La pression exercée par le gouvernement américain est considérée comme une des causes majeures du débanking

Chapo : La débancarisation aux États-Unis est largement attribuée à des pressions gouvernementales plutôt qu'à des politiques bancaires individuelles, selon un rapport du Cato Institute. Nicholas Anthony, analyste au Cato Institute, met en avant différentes formes de débancarisation et appelle le Congrès à agir contre ce phénomène. Les entreprises de cryptographie sont particulièrement touchées par ces fermetures.

Les pressions gouvernementales mènent à la débancarisation

La majorité des cas de débancarisation aux États-Unis résulte de pressions exercées par le gouvernement, comme l'indique un nouveau rapport du Cato Institute. Nicholas Anthony, analyste au Cato Institute, a souligné que les fermetures de comptes peuvent être motivées par des raisons religieuses ou politiques, mais que dans la plupart des situations, ce sont les interventions gouvernementales qui en sont la cause principale.

« Alors que les discours médiatiques et politiques attribuent souvent ces fermetures à une discrimination politique ou religieuse, cette étude révèle que la majorité des cas de suppression bancaire découlent de pressions gouvernementales », a déclaré Anthony.

Deux types principaux de débancarisation du gouvernement

Anthony distingue deux formes principales de débancarisation gouvernmentale : directe et indirecte. Dans le premier cas, le gouvernement utilise une lettre ou une ordonnance pour ordonner directement la fermeture d'un compte. Par exemple, il cite l'envoi par la Federal Deposit Insurance Corporation (FDIC) d'instructions aux banques pour cesser toute activité liée aux cryptomonnaies.

« De plus, l'agence n'a pas fourni de calendrier ni de suivi auprès de ces institutions financières. Ainsi, dans la pratique, ces lettres étaient en réalité des ordonnances de résiliation », précise-t-il.

En décembre dernier, Jamie Dimon, PDG de JPMorgan Chase & Co., a affirmé ne pas fermer des comptes basés sur l'affiliation religieuse ou politique lors d'une interview avec Fox News. Il a également mentionné que tant les Démocrates que les Républicains ont eu recours à ce type d'intervention bancaire.

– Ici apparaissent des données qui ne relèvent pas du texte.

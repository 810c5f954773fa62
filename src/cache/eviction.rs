use std::io::ErrorKind;
use std::path::Path;
use std::time::{Instant, SystemTime};

use anyhow::Result;
use tokio::fs as async_fs;
use tracing::{trace, warn};

use super::entry::{sort_for_eviction, unix_seconds};
use super::scanner::scan_cache_dir;
use crate::logging::{PassSummary, log_pass};
use crate::metrics;

#[derive(Debug, Clone, Copy, Default)]
pub struct PassStats {
    pub scanned: usize,
    pub total_bytes: u64,
    pub remaining_bytes: u64,
    pub evicted: u64,
    pub bytes_reclaimed: u64,
    pub corrupt_removed: u64,
    pub temp_removed: u64,
}

/// One maintenance pass: scan, then evict least-useful entries until the
/// directory fits the budget. Individual delete failures are skipped; the
/// entry's size stays counted and the pass moves on.
pub async fn run_pass(cache_dir: &Path, budget: u64, now: SystemTime) -> Result<PassStats> {
    let started = Instant::now();
    let outcome = scan_cache_dir(cache_dir, now).await?;
    metrics::record_scan(
        outcome.entries.len(),
        outcome.total_bytes,
        outcome.corrupt_removed,
        outcome.temp_removed,
    );

    let mut stats = PassStats {
        scanned: outcome.entries.len(),
        total_bytes: outcome.total_bytes,
        remaining_bytes: outcome.total_bytes,
        corrupt_removed: outcome.corrupt_removed,
        temp_removed: outcome.temp_removed,
        ..PassStats::default()
    };

    if stats.remaining_bytes > budget {
        let mut entries = outcome.entries;
        sort_for_eviction(&mut entries, unix_seconds(now));
        for entry in &entries {
            if stats.remaining_bytes <= budget {
                break;
            }
            let path = cache_dir.join(&entry.name);
            match async_fs::remove_file(&path).await {
                Ok(()) => {
                    trace!(path = %path.display(), "evicted cache entry");
                    stats.remaining_bytes = stats.remaining_bytes.saturating_sub(entry.size_on_disk);
                    stats.evicted += 1;
                    stats.bytes_reclaimed =
                        stats.bytes_reclaimed.saturating_add(entry.size_on_disk);
                    metrics::record_eviction(entry.size_on_disk);
                }
                Err(err) if err.kind() == ErrorKind::NotFound => {
                    // Vanished out from under us; nothing was reclaimed.
                    trace!(path = %path.display(), "entry already gone");
                }
                Err(err) => {
                    warn!(error = %err, path = %path.display(), "failed to evict cache entry; skipping");
                }
            }
        }
    }

    log_pass(&PassSummary {
        scanned: stats.scanned,
        total_bytes: stats.total_bytes,
        budget_bytes: budget,
        remaining_bytes: stats.remaining_bytes,
        evicted: stats.evicted,
        bytes_reclaimed: stats.bytes_reclaimed,
        corrupt_removed: stats.corrupt_removed,
        temp_removed: stats.temp_removed,
        elapsed: started.elapsed(),
    });

    Ok(stats)
}

#[cfg(test)]
mod tests {
    use super::*;
    use crate::cache::codec::CacheFileHeader;
    use crate::cache::filename_for_url;
    use std::fs;
    use std::time::Duration;
    use tempfile::TempDir;

    /// Writes an entry whose on-disk size is exactly `size` bytes; the
    /// body is padded until header + text section + body hit the target.
    fn write_sized_entry(dir: &Path, tag: usize, use_count: i32, size: u64) -> (String, u64) {
        let url = format!("http://example.com/entry-{tag:02}");
        let name = filename_for_url(&url);
        let header = CacheFileHeader {
            compression: 0,
            use_count,
            served_date: 1_700_000_000,
            last_modified_date: 1_700_000_000,
            expire_date: 1_800_000_000,
            bytes_cached: 0,
        };
        let mut bytes = header.to_bytes().to_vec();
        bytes.extend_from_slice(url.as_bytes());
        bytes.extend_from_slice(b"\netag\ntext/plain\n\n");
        assert!(bytes.len() as u64 <= size, "size target too small");
        bytes.resize(size as usize, b'.');
        fs::write(dir.join(&name), bytes).unwrap();
        (name, size)
    }

    fn future_now() -> SystemTime {
        // Far enough out that every entry's elapsed time is ~1000s, so
        // usefulness reduces to use_count / 1000 without boundary jitter.
        SystemTime::now() + Duration::from_secs(1_000)
    }

    #[tokio::test]
    async fn within_budget_pass_evicts_nothing() {
        let dir = TempDir::new().unwrap();
        write_sized_entry(dir.path(), 0, 1_000_000, 100);

        let stats = run_pass(dir.path(), 1_000, future_now()).await.unwrap();
        assert_eq!(stats.evicted, 0);
        assert_eq!(stats.remaining_bytes, 100);
    }

    #[tokio::test]
    async fn evicts_least_useful_first_and_stops_at_budget() {
        let dir = TempDir::new().unwrap();
        // Five 100-byte entries, distinct usefulness, 100 bytes over a
        // 400-byte budget: exactly one entry (the least useful) must go.
        let mut names = Vec::new();
        for (tag, use_count) in [(0, 1_000_000), (1, 2_000_000), (2, 3_000_000), (3, 4_000_000), (4, 5_000_000)]
        {
            let (name, _) = write_sized_entry(dir.path(), tag, use_count, 100);
            names.push(name);
        }

        let stats = run_pass(dir.path(), 400, future_now()).await.unwrap();
        assert_eq!(stats.evicted, 1);
        assert_eq!(stats.remaining_bytes, 400);
        assert!(!dir.path().join(&names[0]).exists(), "least useful must go");
        for name in &names[1..] {
            assert!(dir.path().join(name).exists(), "{name} should survive");
        }
    }

    #[tokio::test]
    async fn evicts_in_ascending_usefulness_until_budget() {
        let dir = TempDir::new().unwrap();
        let mut names = Vec::new();
        for (tag, use_count) in [(0, 1_000_000), (1, 2_000_000), (2, 3_000_000), (3, 4_000_000), (4, 5_000_000)]
        {
            let (name, _) = write_sized_entry(dir.path(), tag, use_count, 100);
            names.push(name);
        }

        // 500 bytes on disk, 200-byte budget: the three least useful go.
        let stats = run_pass(dir.path(), 200, future_now()).await.unwrap();
        assert_eq!(stats.evicted, 3);
        assert_eq!(stats.remaining_bytes, 200);
        for name in &names[..3] {
            assert!(!dir.path().join(name).exists());
        }
        for name in &names[3..] {
            assert!(dir.path().join(name).exists());
        }
    }

    #[tokio::test]
    async fn second_pass_is_idempotent() {
        let dir = TempDir::new().unwrap();
        for (tag, use_count) in [(0, 1_000_000), (1, 2_000_000), (2, 3_000_000)] {
            write_sized_entry(dir.path(), tag, use_count, 100);
        }

        let first = run_pass(dir.path(), 250, future_now()).await.unwrap();
        assert_eq!(first.evicted, 1);

        let second = run_pass(dir.path(), 250, future_now()).await.unwrap();
        assert_eq!(second.evicted, 0);
        assert_eq!(second.remaining_bytes, first.remaining_bytes);
    }
}
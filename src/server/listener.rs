use std::io::{ErrorKind, SeekFrom};
use std::sync::Arc;

use anyhow::{Context, Result};
use tokio::fs::OpenOptions;
use tokio::io::{AsyncReadExt, AsyncSeekExt, AsyncWriteExt};
use tokio::net::{UnixListener, UnixStream};
use tracing::{debug, error, info, warn};

use super::command::{CommandKind, CommandRecord, RECORD_LEN};
use crate::cache::codec::{CacheFileHeader, HEADER_LEN, USE_COUNT_OFFSET};
use crate::cache::is_entry_name;
use crate::metrics;
use crate::service::ServiceState;

pub async fn serve(listener: UnixListener, state: Arc<ServiceState>) -> Result<()> {
    info!(path = %state.settings.socket_path().display(), "command listener started");

    loop {
        let (stream, _addr) = match listener.accept().await {
            Ok(pair) => pair,
            Err(err) => {
                error!(error = %err, "failed to accept client connection");
                continue;
            }
        };
        debug!("accepted client connection");
        metrics::record_connection();
        let connection_state = state.clone();
        tokio::spawn(async move {
            if let Err(err) = handle_connection(stream, connection_state).await {
                debug!(error = %err, "client connection closed with error");
            }
        });
    }
}

/// Buffers bytes per connection and dispatches whole records. A failed or
/// zero-length read ends the connection; trailing partial bytes are
/// discarded with it.
async fn handle_connection(mut stream: UnixStream, state: Arc<ServiceState>) -> Result<()> {
    let mut pending = Vec::with_capacity(RECORD_LEN * 4);
    let mut chunk = [0u8; 1024];
    loop {
        let n = stream.read(&mut chunk).await?;
        if n == 0 {
            return Ok(());
        }
        pending.extend_from_slice(&chunk[..n]);
        while pending.len() >= RECORD_LEN {
            let mut raw = [0u8; RECORD_LEN];
            raw.copy_from_slice(&pending[..RECORD_LEN]);
            dispatch(&raw, &state).await;
            pending.drain(..RECORD_LEN);
        }
    }
}

async fn dispatch(raw: &[u8; RECORD_LEN], state: &ServiceState) {
    let Some(record) = CommandRecord::decode(raw) else {
        warn!("ignoring malformed command record");
        metrics::record_command("malformed");
        return;
    };
    match record.kind {
        CommandKind::CreateFile => {
            metrics::record_command("create_file");
            debug!(name = %record.name, "client reported a new cache entry");
            state.mark_scan_stale();
        }
        CommandKind::UpdateFile => {
            metrics::record_command("update_file");
            if let Err(err) = apply_update(state, &record).await {
                warn!(error = %err, name = %record.name, "failed to update cache entry");
            }
        }
        CommandKind::Unknown(kind) => {
            metrics::record_command("unknown");
            warn!(kind, "ignoring unknown command kind");
        }
    }
    state.note_command();
}

/// Increments the on-disk use count by one. The command's header mirror
/// must still describe the file (matching `bytes_cached`), otherwise the
/// entry was replaced since the client read it and the update is stale.
/// Missing files are an expected race with eviction, not an error.
async fn apply_update(state: &ServiceState, record: &CommandRecord) -> Result<()> {
    if !is_entry_name(&record.name) {
        warn!(name = %record.name, "rejecting update for invalid entry name");
        return Ok(());
    }
    let path = state.settings.cache_dir.join(&record.name);
    let mut file = match OpenOptions::new().read(true).write(true).open(&path).await {
        Ok(file) => file,
        Err(err) if err.kind() == ErrorKind::NotFound => {
            debug!(name = %record.name, "dropping update for evicted entry");
            return Ok(());
        }
        Err(err) => {
            return Err(err).with_context(|| format!("failed to open {}", path.display()));
        }
    };

    let mut raw = [0u8; HEADER_LEN];
    match file.read_exact(&mut raw).await {
        Ok(_) => {}
        Err(err) if err.kind() == ErrorKind::UnexpectedEof => {
            debug!(name = %record.name, "dropping update for truncated entry");
            return Ok(());
        }
        Err(err) => return Err(err.into()),
    }
    let Some(on_disk) = CacheFileHeader::parse(&raw) else {
        debug!(name = %record.name, "dropping update for corrupt entry");
        return Ok(());
    };
    if on_disk.bytes_cached != record.header.bytes_cached {
        debug!(
            name = %record.name,
            on_disk = on_disk.bytes_cached,
            command = record.header.bytes_cached,
            "dropping stale update: cached size changed"
        );
        return Ok(());
    }

    // Increment relative to the on-disk value so concurrent client
    // reporters cannot lose updates; only the use-count field is written.
    let new_count = on_disk.use_count.saturating_add(1);
    file.seek(SeekFrom::Start(USE_COUNT_OFFSET)).await?;
    file.write_all(&new_count.to_ne_bytes()).await?;
    Ok(())
}
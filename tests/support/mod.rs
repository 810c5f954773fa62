use std::fs;
use std::path::{Path, PathBuf};
use std::time::Duration;

use anyhow::{Result, anyhow};
use tokio::net::UnixStream;
use tokio::task::JoinHandle;

use cachewarden::cache::codec::{CacheFileHeader, HEADER_LEN};
use cachewarden::cache::filename_for_url;
use cachewarden::cli::LogFormat;
use cachewarden::service::run_daemon;
use cachewarden::settings::Settings;

pub const POLL_INTERVAL: Duration = Duration::from_millis(10);
pub const WAIT_TIMEOUT: Duration = Duration::from_secs(5);

/// Settings tuned for tests: every dispatched command triggers a pass and
/// the idle timer stays out of the way.
pub fn test_settings(cache_dir: &Path, max_cache_size: u64) -> Settings {
    Settings {
        cache_dir: cache_dir.to_path_buf(),
        max_cache_size,
        eviction_command_interval: 1,
        maintenance_interval: 3600,
        log: LogFormat::Text,
        metrics_listen: None,
    }
}

pub fn header_for_body(use_count: i32, body_len: usize) -> CacheFileHeader {
    CacheFileHeader {
        compression: 0,
        use_count,
        served_date: 1_700_000_000,
        last_modified_date: 1_700_000_000,
        expire_date: 1_800_000_000,
        bytes_cached: body_len as i32,
    }
}

/// Writes a complete cache entry the way a client process would and
/// returns its base name.
pub fn write_entry(cache_dir: &Path, url: &str, use_count: i32, body: &[u8]) -> String {
    let name = filename_for_url(url);
    let header = header_for_body(use_count, body.len());
    let mut bytes = header.to_bytes().to_vec();
    bytes.extend_from_slice(url.as_bytes());
    bytes.extend_from_slice(b"\n\"etag\"\ntext/plain\nContent-Type: text/plain\n\n");
    bytes.extend_from_slice(body);
    fs::write(cache_dir.join(&name), bytes).unwrap();
    name
}

pub fn read_use_count(path: &Path) -> Result<i32> {
    let bytes = fs::read(path)?;
    let header = CacheFileHeader::parse(&bytes[..HEADER_LEN.min(bytes.len())])
        .ok_or_else(|| anyhow!("entry at {} has a corrupt header", path.display()))?;
    Ok(header.use_count)
}

pub fn spawn_daemon(settings: Settings) -> JoinHandle<Result<()>> {
    tokio::spawn(async move { run_daemon(settings).await })
}

/// Polls until something is accepting on the socket path.
pub async fn wait_for_socket(path: &PathBuf) -> Result<()> {
    let deadline = tokio::time::Instant::now() + WAIT_TIMEOUT;
    loop {
        if UnixStream::connect(path).await.is_ok() {
            return Ok(());
        }
        if tokio::time::Instant::now() >= deadline {
            return Err(anyhow!("timed out waiting for socket {}", path.display()));
        }
        tokio::time::sleep(POLL_INTERVAL).await;
    }
}

/// Polls until `condition` holds or the wait times out.
pub async fn wait_until<F>(mut condition: F, what: &str) -> Result<()>
where
    F: FnMut() -> bool,
{
    let deadline = tokio::time::Instant::now() + WAIT_TIMEOUT;
    loop {
        if condition() {
            return Ok(());
        }
        if tokio::time::Instant::now() >= deadline {
            return Err(anyhow!("timed out waiting for {what}"));
        }
        tokio::time::sleep(POLL_INTERVAL).await;
    }
}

Des exemples concrets illustrent le débanking

Le secteur crypto subit depuis longtemps des fermetures injustifiées et un refus généralisé d'accès aux services bancaires. Des personnalités comme Jack Mallers et Houston Morgan ont dénoncé sur Twitter leurs expériences personnelles avec JPMorgan où ils ont constaté sans explication la fermeture soudaine de leurs comptes respectifs.

Mallers a spécifiquement accusé JPMorgan d'avoir fermé ses comptes personnels sans justification valable en novembre 2023.

Le Congrès doit agir pour contrer le débanking

L'ex-administration Trump avait tenté d'aborder cette problématique via divers décrets favorables au secteur crypto tout en nommant davantage dirigeants pro-cryptomonnaie dans certaines agences comme la Securities and Exchange Commission (SEC).

Nicholas Anthony insiste sur le fait que seule une intervention législative pourrait réellement changer les choses : « Si le Congrès veut apporter un soulagement et réduire le phénomène de débancarisation... il est temps d'éliminer la confidentialité qui enveloppe le système... Et il est temps aussi réformer le régime légal actuel qui permet aux institutions financières d'agir comme enquêteurs chargés applicateurs des lois ».

Cette réforme pourrait potentiellement dévoiler l'ampleur du phénomène tout en limitant les outils dont dispose actuellement le gouvernement pour opérer sur les banques et autres institutions financières.

Ainsi se dessine un paysage complexe autour du sujet brûlant du débanking aux États-Unis où équilibre entre régulation financière et libertés individuelles reste encore à trouver.